However, thanks to its renewed focus on cost cutting and fleet optimization, the company was able to increase its first-quarter operating margin 550 basis points to 47%.
Credit markets are still wide open to the industry
Offshore drilling is a massively capital intensive industry. The fact that Seadrill, a company with $15.85 billion in contractual obligations over next one to three years,is able to secure such vast amount of new financing shows that creditors still have strong faith in the industry's long-term prospects.
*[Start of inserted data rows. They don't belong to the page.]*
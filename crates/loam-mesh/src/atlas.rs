use loam_blocks::BlockKind;

/// Side length of one block texture inside the square atlas, in UV units.
/// The atlas therefore holds `1 / ATLAS_CELL` cells per row.
pub const ATLAS_CELL: f32 = 0.25;

/// Atlas cell (column, row) for a kind, derived from its wire code:
/// column = code mod cells-per-row, row = floor(code * cell size).
#[inline]
pub fn atlas_cell(kind: BlockKind) -> (u32, u32) {
    let code = kind.code() as u32;
    let per_row = (1.0 / ATLAS_CELL) as u32;
    let col = code % per_row;
    let row = (code as f32 * ATLAS_CELL) as u32;
    (col, row)
}
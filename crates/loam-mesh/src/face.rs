use loam_blocks::BlockKind;

/// One of the six axis-aligned directions of a unit cube.
///
/// Left/Right step along x, Front/Back along z, matching the original
/// world orientation (Front = +z).
#[derive(Copy, Clone, Debug, Eq, PartialEq, Hash)]
pub enum Face {
    Top = 0,
    Bottom = 1,
    Left = 2,
    Right = 3,
    Front = 4,
    Back = 5,
}

impl Face {
    pub const ALL: [Face; 6] = [
        Face::Top,
        Face::Bottom,
        Face::Left,
        Face::Right,
        Face::Front,
        Face::Back,
    ];

    /// Integer grid delta (dx, dy, dz) to the neighbor behind this face.
    #[inline]
    pub fn delta(self) -> (i32, i32, i32) {
        match self {
            Face::Top => (0, 1, 0),
            Face::Bottom => (0, -1, 0),
            Face::Left => (-1, 0, 0),
            Face::Right => (1, 0, 0),
            Face::Front => (0, 0, 1),
            Face::Back => (0, 0, -1),
        }
    }

    /// Outward unit normal.
    #[inline]
    pub fn normal(self) -> [f32; 3] {
        match self {
            Face::Top => [0.0, 1.0, 0.0],
            Face::Bottom => [0.0, -1.0, 0.0],
            Face::Left => [-1.0, 0.0, 0.0],
            Face::Right => [1.0, 0.0, 0.0],
            Face::Front => [0.0, 0.0, 1.0],
            Face::Back => [0.0, 0.0, -1.0],
        }
    }

    /// The quad's four corner offsets from the voxel center, in the winding
    /// order the index pattern `[0,1,2, 0,2,3]` expects.
    #[inline]
    pub fn corner_offsets(self) -> [[f32; 3]; 4] {
        const H: f32 = 0.5;
        match self {
            Face::Top => [[-H, H, H], [H, H, H], [H, H, -H], [-H, H, -H]],
            Face::Bottom => [[-H, -H, -H], [H, -H, -H], [H, -H, H], [-H, -H, H]],
            Face::Left => [[-H, -H, H], [-H, H, H], [-H, H, -H], [-H, -H, -H]],
            Face::Right => [[H, -H, -H], [H, H, -H], [H, H, H], [H, -H, H]],
            Face::Front => [[H, -H, H], [H, H, H], [-H, H, H], [-H, -H, H]],
            Face::Back => [[-H, -H, -H], [-H, H, -H], [H, H, -H], [H, -H, -H]],
        }
    }

    /// Whether water counts as see-through for this face.
    ///
    /// Every direction except Bottom treats a Water neighbor like air, so
    /// terrain under lakes still gets side and top faces. The Bottom face
    /// does not — longstanding behavior the save files' visuals depend on,
    /// preserved as-is.
    #[inline]
    pub fn water_transparent(self) -> bool {
        !matches!(self, Face::Bottom)
    }
}

/// Per-direction visibility rule: a face is emitted when the neighbor cell
/// does not hide it.
#[inline]
pub fn face_visible(face: Face, neighbor: Option<BlockKind>) -> bool {
    match neighbor {
        None | Some(BlockKind::Air) => true,
        Some(BlockKind::Water) => face.water_transparent(),
        Some(_) => false,
    }
}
Also helpful is that Seadrill recently got one of its biggest creditors to defer loan installment payments until the market recovers, even though Seadrill has $12.6 billion in interest-bearing debt and recently insured $2.6 billion of debt for its subsidiary North Atlantic Drilling.
Things are even better for offshore drillers such as Ensco, whose balance sheet is among the strongest in the industry and whose credit ratings both S&P and Moody'shave recently been reiterated as investment grade.
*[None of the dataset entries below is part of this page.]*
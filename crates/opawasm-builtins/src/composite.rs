//! The dispatch bridge: custom built-ins, intrinsics, then defaults.

use std::collections::HashMap;
use std::sync::Arc;

use opawasm_types::ValueFormat;
use serde_json::Value;
use sha2::{Digest, Sha256};

use crate::args::BuiltinArgs;
use crate::context::BuiltinContext;
use crate::defaults::DefaultImports;
use crate::error::BuiltinResult;
use crate::imports::{OpaImports, Printer};
use crate::registry::{contain_panics, ImportsCache};

/// Resolves and runs guest built-in calls for one evaluator.
pub struct CompositeImports {
    custom: Arc<ImportsCache>,
    defaults: Box<dyn OpaImports>,
    printer: Option<Printer>,
    memo: HashMap<[u8; 32], Option<Value>>,
    strict: bool,
}

impl CompositeImports {
    pub fn new(custom: Arc<ImportsCache>, defaults: Box<dyn OpaImports>) -> Self {
        Self {
            custom,
            defaults,
            printer: None,
            memo: HashMap::new(),
            strict: false,
        }
    }

    /// Custom built-ins over the stock default library.
    pub fn with_defaults(custom: Arc<ImportsCache>) -> Self {
        Self::new(custom, Box::new(DefaultImports::new()))
    }

    pub fn with_printer(mut self, printer: Printer) -> Self {
        self.printer = Some(printer);
        self
    }

    /// Propagate built-in failures instead of treating them as undefined.
    pub fn strict(mut self, strict: bool) -> Self {
        self.strict = strict;
        self
    }

    pub fn is_strict(&self) -> bool {
        self.strict
    }

    /// Number of memoized results held for the current epoch.
    pub fn memoized(&self) -> usize {
        self.memo.len()
    }

    /// Run built-in `name` with the arguments in `args`.
    ///
    /// `Ok(None)` is an undefined result. In lenient mode a failed call is
    /// also `Ok(None)`; a call nobody implements is always an error.
    pub fn call(
        &mut self,
        name: &str,
        opa_context: i32,
        args: &mut BuiltinArgs<'_>,
    ) -> BuiltinResult<Option<Value>> {
        let context = BuiltinContext {
            function_name: name.to_string(),
            opa_context,
            strict: self.strict,
        };
        match self.dispatch(&context, args) {
            Ok(value) => Ok(value),
            Err(err) if self.strict || err.is_not_implemented() => Err(err),
            Err(err) => {
                tracing::warn!(
                    builtin = name,
                    arity = args.len(),
                    error = %err,
                    "builtin failed, result is undefined"
                );
                Ok(None)
            }
        }
    }

    /// Route text to the custom printer, or the default imports.
    pub fn print(&mut self, message: &str) {
        match &self.printer {
            Some(printer) => printer(message),
            None => self.defaults.print(message),
        }
    }

    /// End of an evaluation epoch: forget memoized results and let every
    /// implementation drop its state.
    pub fn reset(&mut self) {
        self.memo.clear();
        self.custom.reset_providers();
        self.defaults.reset();
    }

    fn dispatch(
        &mut self,
        context: &BuiltinContext,
        args: &mut BuiltinArgs<'_>,
    ) -> BuiltinResult<Option<Value>> {
        let key = format!("{}.{}", context.function_name, args.len());
        let custom = Arc::clone(&self.custom);

        if let Some(registration) = custom.resolve(&key) {
            if !registration.is_memoized() {
                return registration.invoke(context, args);
            }
            let hash = call_hash(&key, args)?;
            if let Some(hit) = self.memo.get(&hash) {
                return Ok(hit.clone());
            }
            let result = registration.invoke(context, args)?;
            self.memo.insert(hash, result.clone());
            return Ok(result);
        }

        match key.as_str() {
            "internal.print.1" => self.print_operands(args),
            "trace.1" => {
                let message: String = args.json(0)?;
                self.print(&message);
                Ok(Some(Value::Bool(true)))
            }
            _ => {
                let defaults = &mut self.defaults;
                contain_panics(|| defaults.call(context, args))
            }
        }
    }

    /// `internal.print` receives one array per operand holding every value
    /// the operand took; undefined operands arrive empty.
    fn print_operands(&mut self, args: &mut BuiltinArgs<'_>) -> BuiltinResult<Option<Value>> {
        let operands: Vec<Value> = args.json(0)?;
        let mut parts = Vec::with_capacity(operands.len());
        for operand in operands {
            match operand {
                Value::Array(mut values) => match values.len() {
                    0 => continue,
                    1 => parts.push(display(&values.remove(0))),
                    _ => parts.push(Value::Array(values).to_string()),
                },
                other => parts.push(display(&other)),
            }
        }
        self.print(&parts.join(" "));
        Ok(Some(Value::Null))
    }
}

fn display(value: &Value) -> String {
    match value {
        Value::String(s) => s.clone(),
        other => other.to_string(),
    }
}

/// Content hash of a call: its `name.arity` key and every argument's
/// native dump.
fn call_hash(key: &str, args: &mut BuiltinArgs<'_>) -> BuiltinResult<[u8; 32]> {
    let mut hasher = Sha256::new();
    hasher.update(key.as_bytes());
    for index in 0..args.len() {
        hasher.update([0u8]);
        hasher.update(args.raw(index, ValueFormat::Value)?.as_bytes());
    }
    Ok(hasher.finalize().into())
}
With credit still cheap and plentiful, and relations between credit markets and offshore drillers so amiable, long-term investors have cause for optimism that these companies will be able to pull through this downturn and make the necessary fleet and cost adjustments to become far more efficient and profitable once oil prices finally recover.
Supply glut of UDW rigs is being addressed
It's no secret that one of the biggest problems for the offshore industry has been the massive oversupply of rigs, especially of the most expensive variety: ultra deepwater, or UDW, also known as "floaters." Because of their much higher day rates and operating margins, floaters are very important to offshore drillers. For example, 80% of Seadrill's $9.7 billion backlog is derived from UDW contracts.
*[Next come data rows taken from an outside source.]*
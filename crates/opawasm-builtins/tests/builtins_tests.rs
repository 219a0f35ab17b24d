//! Dispatch bridge tests through the public API.
//!
//! Tests validate:
//! - Resolution order: custom, intrinsics, defaults
//! - Replacing the default library through the `OpaImports` seam
//! - Set-preserving argument decoding
//! - Context and raw argument access in raw registrations

use std::collections::HashMap;
use std::sync::atomic::{AtomicUsize, Ordering};
use std::sync::{Arc, Mutex};

use opawasm_builtins::{
    ArgSource, BuiltinArgs, BuiltinContext, BuiltinError, BuiltinResult, CompositeImports,
    CustomBuiltins, Declarations, DefaultImports, ImportsCache, OpaImports,
};
use opawasm_types::{RegoSet, ValueFormat};
use serde_json::{json, Value};

// ══════════════════════════════════════════════════════════════════════════════
// Helpers
// ══════════════════════════════════════════════════════════════════════════════

/// Guest memory stand-in: pointer → (json dump, value dump).
#[derive(Default)]
struct Heap {
    values: HashMap<i32, (String, String)>,
    dumps: usize,
}

impl Heap {
    fn with(mut self, ptr: i32, json: &str) -> Self {
        self.values.insert(ptr, (json.to_string(), json.to_string()));
        self
    }

    fn with_set(mut self, ptr: i32, items: &str) -> Self {
        self.values.insert(
            ptr,
            (format!("[{items}]"), format!(r#"[{{"__rego_set":[{items}]}}]"#)),
        );
        self
    }
}

impl ArgSource for Heap {
    fn read_arg(&mut self, ptr: i32, format: ValueFormat) -> BuiltinResult<String> {
        self.dumps += 1;
        let (json, value) = self
            .values
            .get(&ptr)
            .ok_or_else(|| BuiltinError::failed(format!("bad pointer {ptr}")))?;
        Ok(match format {
            ValueFormat::Json => json.clone(),
            ValueFormat::Value => value.clone(),
        })
    }
}

fn call(
    imports: &mut CompositeImports,
    name: &str,
    heap: &mut Heap,
    ptrs: &[i32],
) -> BuiltinResult<Option<Value>> {
    let mut args = BuiltinArgs::new(heap, ptrs);
    imports.call(name, 7, &mut args)
}

struct Policies;

impl CustomBuiltins for Policies {
    fn declare(self: Arc<Self>, d: &mut Declarations) {
        d.func1("set.size", |set: RegoSet<Value>| Ok(set.into_vec().len()))
            .arg_format(ValueFormat::Value);
        d.func1("list.size", |list: Vec<Value>| Ok(list.len()));
        d.raw("context.echo", 1, |ctx: &BuiltinContext, args: &mut BuiltinArgs<'_>| {
            let raw = args.raw(0, ValueFormat::Json)?.to_string();
            Ok(Some(json!({
                "name": ctx.function_name,
                "context": ctx.opa_context,
                "strict": ctx.strict,
                "raw": raw,
            })))
        });
        d.raw("always.undefined", 0, |_, _| Ok(None));
        d.raw("ignores.args", 2, |_, _| Ok(Some(json!("ok"))));
        d.func1("panics", |_: Value| -> BuiltinResult<bool> { panic!("kaboom") });
        d.func1("hex.encode", |_: String| Ok("custom"));
    }
}

/// A replacement default library that only knows `answer/0`.
#[derive(Default)]
struct Minimal {
    printed: Arc<Mutex<Vec<String>>>,
    resets: Arc<AtomicUsize>,
}

impl OpaImports for Minimal {
    fn call(&mut self, context: &BuiltinContext, args: &mut BuiltinArgs<'_>) -> BuiltinResult<Option<Value>> {
        match (context.function_name.as_str(), args.len()) {
            ("answer", 0) => Ok(Some(json!(42))),
            (name, arity) => Err(BuiltinError::NotImplemented {
                name: format!("{name}.{arity}"),
            }),
        }
    }

    fn print(&mut self, message: &str) {
        if let Ok(mut printed) = self.printed.lock() {
            printed.push(message.to_string());
        }
    }

    fn reset(&mut self) {
        self.resets.fetch_add(1, Ordering::SeqCst);
    }
}

fn bridge() -> CompositeImports {
    CompositeImports::with_defaults(Arc::new(ImportsCache::new().with(Policies)))
}

// ══════════════════════════════════════════════════════════════════════════════
// Resolution
// ══════════════════════════════════════════════════════════════════════════════

#[test]
fn test_custom_shadows_default() {
    let mut imports = bridge();
    let mut heap = Heap::default().with(1, "\"ab\"");
    assert_eq!(call(&mut imports, "hex.encode", &mut heap, &[1]).unwrap(), Some(json!("custom")));
    assert!(DefaultImports::supports("hex.encode", 1));
}

#[test]
fn test_defaults_fill_the_gaps() {
    let mut imports = bridge();
    let mut heap = Heap::default()
        .with(1, r#""2KiB""#)
        .with(2, r#"{"a":1,"b":{"c":2}}"#)
        .with(3, r#"{"b":{"c":2}}"#);

    assert_eq!(
        call(&mut imports, "units.parse_bytes", &mut heap, &[1]).unwrap(),
        Some(json!(2048))
    );
    assert_eq!(
        call(&mut imports, "object.subset", &mut heap, &[2, 3]).unwrap(),
        Some(json!(true))
    );
}

#[test]
fn test_arity_is_part_of_the_key() {
    let mut imports = bridge();
    let mut heap = Heap::default().with(1, "1").with(2, "2");
    let err = call(&mut imports, "list.size", &mut heap, &[1, 2]).unwrap_err();
    assert!(err.is_not_implemented());
    assert_eq!(err.to_string(), "builtin 'list.size.2' is not implemented");
}

#[test]
fn test_replacement_default_library() {
    let minimal = Minimal::default();
    let printed = Arc::clone(&minimal.printed);
    let resets = Arc::clone(&minimal.resets);
    let mut imports = CompositeImports::new(Arc::new(ImportsCache::new()), Box::new(minimal));
    let mut heap = Heap::default().with(1, "\"traced\"");

    assert_eq!(call(&mut imports, "answer", &mut heap, &[]).unwrap(), Some(json!(42)));
    assert!(call(&mut imports, "hex.encode", &mut heap, &[1]).unwrap_err().is_not_implemented());

    call(&mut imports, "trace", &mut heap, &[1]).unwrap();
    assert_eq!(*printed.lock().unwrap(), vec!["traced".to_string()]);

    imports.reset();
    imports.reset();
    assert_eq!(resets.load(Ordering::SeqCst), 2);
}

// ══════════════════════════════════════════════════════════════════════════════
// Arguments and results
// ══════════════════════════════════════════════════════════════════════════════

#[test]
fn test_sets_survive_value_format() {
    let mut imports = bridge();
    let mut heap = Heap::default().with_set(1, "1,2,3");

    assert_eq!(call(&mut imports, "set.size", &mut heap, &[1]).unwrap(), Some(json!(3)));
    // The JSON dump flattens the same set into an array.
    assert_eq!(call(&mut imports, "list.size", &mut heap, &[1]).unwrap(), Some(json!(3)));
}

#[test]
fn test_raw_registration_sees_context() {
    let mut imports = bridge().strict(true);
    let mut heap = Heap::default().with(1, r#"{"k":"v"}"#);
    let out = call(&mut imports, "context.echo", &mut heap, &[1]).unwrap();
    assert_eq!(
        out,
        Some(json!({
            "name": "context.echo",
            "context": 7,
            "strict": true,
            "raw": r#"{"k":"v"}"#,
        }))
    );
}

#[test]
fn test_undefined_result() {
    let mut imports = bridge();
    let mut heap = Heap::default();
    assert_eq!(call(&mut imports, "always.undefined", &mut heap, &[]).unwrap(), None);
}

#[test]
fn test_unused_arguments_are_never_dumped() {
    let mut imports = bridge();
    let mut heap = Heap::default().with(1, "1").with(2, "2");
    let out = call(&mut imports, "ignores.args", &mut heap, &[1, 2]).unwrap();
    assert_eq!(out, Some(json!("ok")));
    assert_eq!(heap.dumps, 0);
}

#[test]
fn test_panic_is_a_builtin_failure() {
    let mut heap = Heap::default().with(1, "null");

    let mut lenient = bridge();
    assert_eq!(call(&mut lenient, "panics", &mut heap, &[1]).unwrap(), None);

    let mut strict = bridge().strict(true);
    let err = call(&mut strict, "panics", &mut heap, &[1]).unwrap_err();
    assert!(err.to_string().contains("kaboom"));
}

#[test]
fn test_bad_argument_is_lenient_undefined() {
    let mut imports = bridge();
    let mut heap = Heap::default().with(1, "\"not a list\"");
    assert_eq!(call(&mut imports, "list.size", &mut heap, &[1]).unwrap(), None);

    let mut strict = bridge().strict(true);
    let err = call(&mut strict, "list.size", &mut heap, &[1]).unwrap_err();
    assert_eq!(err.code(), "eval_builtin_error");
}

/// A default library whose every call panics.
struct Exploding;

impl OpaImports for Exploding {
    fn call(&mut self, _: &BuiltinContext, _: &mut BuiltinArgs<'_>) -> BuiltinResult<Option<Value>> {
        panic!("default library blew up")
    }

    fn print(&mut self, _: &str) {}

    fn reset(&mut self) {}
}

#[test]
fn test_panicking_default_library_is_contained() {
    let mut heap = Heap::default().with(1, "1");

    let mut lenient = CompositeImports::new(Arc::new(ImportsCache::new()), Box::new(Exploding));
    assert_eq!(call(&mut lenient, "anything", &mut heap, &[1]).unwrap(), None);

    let mut strict =
        CompositeImports::new(Arc::new(ImportsCache::new()), Box::new(Exploding)).strict(true);
    let err = call(&mut strict, "anything", &mut heap, &[1]).unwrap_err();
    assert_eq!(err.code(), "eval_builtin_error");
    assert!(err.to_string().contains("default library blew up"));
}

#[test]
fn test_range_step_near_integer_bounds() {
    let max = i64::MAX.to_string();
    let mut heap = Heap::default().with(1, "0").with(2, &max).with(3, &max);
    let mut imports = bridge().strict(true);
    assert_eq!(
        call(&mut imports, "numbers.range_step", &mut heap, &[1, 2, 3]).unwrap(),
        Some(json!([0, i64::MAX]))
    );
}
Not only are a lot of older UDW rigs being idled and scrapped, but according to Transocean's Ikaheimonen, the company is making good headway in reducing the cost of UDW cold stacking -- a form of storage that usually costs $110,000 to $120,000 per day.
Another approach offshore drillers are taking to alleviate the glut of new rigs is to delay delivery. For example,Ikaheimonen recently reported that five of Transocean's high-spec jack-up new builds -- whose delivery had already been delayed by six months -- have been pushed back an additional 18-20 months each.
The timing coincides with an expected industry recovery that's expected to begin in 2016 or 2017, a view that the management teams at Transocean and Seadrill share.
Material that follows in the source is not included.